WHAT YOU HAVE TO DO
Could you print all the entries exactly?

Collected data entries
//! Reelcast - a 2D fishing minigame simulation core
//!
//! Core modules:
//! - `sim`: Deterministic simulation (rig state machine, fish AI, ocean population)
//! - `tuning`: Data-driven game balance
//!
//! Rendering, audio, menus, camera and persistence are host concerns. The host
//! drives the sim with one `tick` per frame and consumes the closed event set
//! it produces.

pub mod sim;
pub mod tuning;

pub use tuning::Tuning;

use glam::Vec2;

/// Game configuration constants
pub mod consts {
    /// Fixed simulation timestep used by the demo driver and tests (60 Hz)
    pub const SIM_DT: f32 = 1.0 / 60.0;

    /// World water surface height (y grows downward; water is below this line)
    pub const WATER_SURFACE_Y: f32 = 300.0;

    /// Rod geometry: local tip offset before the swing rotation is applied
    pub const ROD_TIP_OFFSET_X: f32 = 36.0;
    pub const ROD_TIP_OFFSET_Y: f32 = -84.0;

    /// Rod resting angle (radians above the horizon)
    pub const ROD_REST_ANGLE: f32 = 0.25;

    /// Cast scoring
    pub const MAX_CAST_DISTANCE: f32 = 2000.0;
    pub const MIN_CAST_DISTANCE: f32 = 200.0;
    /// Line length while the rig idles (lure dangling at the tip)
    pub const IDLE_LINE_LENGTH: f32 = 60.0;

    /// Airborne lure keeps its full velocity between gravity steps
    pub const AIR_FRICTION: f32 = 1.0;

    /// How close a chasing fish must get before it strikes
    pub const BITE_DISTANCE: f32 = 14.0;

    /// Flip-scale floor for the slow-glide visual
    pub const MIN_RENDER_SCALE: f32 = 0.6;
}

/// Rotate a vector by `angle` radians
#[inline]
pub fn rotate_vec(v: Vec2, angle: f32) -> Vec2 {
    let (s, c) = angle.sin_cos();
    Vec2::new(v.x * c - v.y * s, v.x * s + v.y * c)
}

FINAL ANSWER
//! Reelcast - a 2D fishing minigame simulation core
//!
//! Core modules:
//! - `sim`: Deterministic simulation (rig state machine, fish AI, ocean population)
//! - `tuning`: Data-driven game balance
//!
//! Rendering, audio, menus, camera and persistence are host concerns. The host
//! drives the sim with one `tick` per frame and consumes the closed event set
//! it produces.

pub mod sim;
pub mod tuning;

pub use tuning::Tuning;

use glam::Vec2;

/// Game configuration constants
pub mod consts {
    /// Fixed simulation timestep used by the demo driver and tests (60 Hz)
    pub const SIM_DT: f32 = 1.0 / 60.0;

    /// World water surface height (y grows downward; water is below this line)
    pub const WATER_SURFACE_Y: f32 = 300.0;

    /// Rod geometry: local tip offset before the swing rotation is applied
    pub const ROD_TIP_OFFSET_X: f32 = 36.0;
    pub const ROD_TIP_OFFSET_Y: f32 = -84.0;

    /// Rod resting angle (radians above the horizon)
    pub const ROD_REST_ANGLE: f32 = 0.25;

    /// Cast scoring
    pub const MAX_CAST_DISTANCE: f32 = 2000.0;
    pub const MIN_CAST_DISTANCE: f32 = 200.0;
    /// Line length while the rig idles (lure dangling at the tip)
    pub const IDLE_LINE_LENGTH: f32 = 60.0;

    /// Airborne lure keeps its full velocity between gravity steps
    pub const AIR_FRICTION: f32 = 1.0;

    /// How close a chasing fish must get before it strikes
    pub const BITE_DISTANCE: f32 = 14.0;

    /// Flip-scale floor for the slow-glide visual
    pub const MIN_RENDER_SCALE: f32 = 0.6;
}

/// Rotate a vector by `angle` radians
#[inline]
pub fn rotate_vec(v: Vec2, angle: f32) -> Vec2 {
    let (s, c) = angle.sin_cos();
    Vec2::new(v.x * c - v.y * s, v.x * s + v.y * c)
}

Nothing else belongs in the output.